Mattson critiqued many of Renn's proposed strategies as "anodyne", with many "what you'd expect to find in a business leadership book at an airport bookstore. It's a letdown after the dramatic and overheated framing that we're in a new, uncharted, and unprecedented world. Few, if any, of the strategies he proposes are new, and they don't represent a shift from what Christians of earlier generations did." Mattson also critiqued the book's lack of theological depth, which DeYoung defended given Renn's status as a layperson. "With experiences and expertise different from mine, he invariably has opinions and insights I hadn't considered before," DeYoung said.

==Influence==
According to Ruth Graham in the New York Times, Renn's negative world "is now the dominant framework for many people trying to understand their place in contemporary America." Graham described Renn as "a kind of Malcolm Gladwell of conservative Christianity, a skilled taxonomist known for distilling and naming a phenomenon that many were feeling but none had articulated." World magazine compared the book to H. Richard Niebuhr's influential mid-20th-century volume Christ and Culture as offering "Christians the opportunity to think through how they operate in different contexts and what kinds of models might be available to them as they navigate the era in which they live." In Christianity Today, Bennett said the "three worlds" framework would age well and that "Renn's positive-neutral-negative world framework is among the most thought-provoking ideas pertaining to American evangelicalism this century."

Pastor Michael Clary said Renn's framework, which has been cited in numerous evangelical sermons, was particularly appealing to evangelical clergy due to its "great explanatory power to comprehend the immense ministry pressure modern pastors face." Texas megachurch pastor Josh Howerton posted on X that his peer group of pastors was seeing the emergence of "negative world missiology", characterized by shifts from winsomeness to boldness, from avoiding controversy to confronting it, from "kinda feminine vibes to 'get the men and build the families,'" and more aggressive engagement in social media.

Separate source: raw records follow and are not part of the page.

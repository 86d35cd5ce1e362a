//! Mail dispatch error types.

use thiserror::Error;

/// Errors from building or sending one message.
#[derive(Error, Debug, Clone, PartialEq, Eq)]
pub enum MailError {
    /// A header value would break the message framing (embedded CR/LF).
    #[error("Invalid {header} header: line breaks are not allowed")]
    InvalidHeader { header: &'static str },

    /// The mail API could not be reached.
    #[error("Send request failed: {0}")]
    Http(String),

    /// The mail API answered with a non-success status.
    #[error("Mail API returned {status}: {body}")]
    Api { status: u16, body: String },

    /// The mail API answered with something we cannot use.
    #[error("Invalid mail API response: {0}")]
    InvalidResponse(String),
}
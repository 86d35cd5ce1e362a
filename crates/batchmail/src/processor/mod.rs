pub mod docx;

use std::path::Path;

use crate::error::ProcessError;

pub use docx::extract_plain_text;

/// Formats an uploaded template body can arrive in.
#[derive(Debug, Clone, Copy, PartialEq, Eq)]
pub enum TemplateFormat {
    Docx,
    Text,
}

impl TemplateFormat {
    /// `.docx` (any case) is Word; everything else is read as UTF-8 text.
    pub fn from_filename(filename: &str) -> Self {
        let is_docx = Path::new(filename)
            .extension()
            .and_then(|e| e.to_str())
            .is_some_and(|e| e.eq_ignore_ascii_case("docx"));
        if is_docx {
            TemplateFormat::Docx
        } else {
            TemplateFormat::Text
        }
    }
}

/// Turns an uploaded template file into a body pattern.
pub fn extract_template_body(filename: &str, bytes: &[u8]) -> Result<String, ProcessError> {
    match TemplateFormat::from_filename(filename) {
        TemplateFormat::Docx => extract_plain_text(bytes),
        TemplateFormat::Text => std::str::from_utf8(bytes)
            .map(|s| s.trim_start_matches('\u{feff}').to_string())
            .map_err(|_| {
                ProcessError::TextExtraction("Template file must be UTF-8 encoded text".to_string())
            }),
    }
}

In the negative world, Howerton said the non-religious right would become the "ripest mission field".

While Mattson saw many of Renn's proposals in Life in the Negative World as salutary, he warned that the three worlds model "has opened the door for malefactors to co-opt its themes and language in service to radical and often ugly agendas. . . . Unfortunately, some of Renn's readers seem to believe the prescription for Christians living in a negative world is to commit to whatever fight the algorithm serves up next."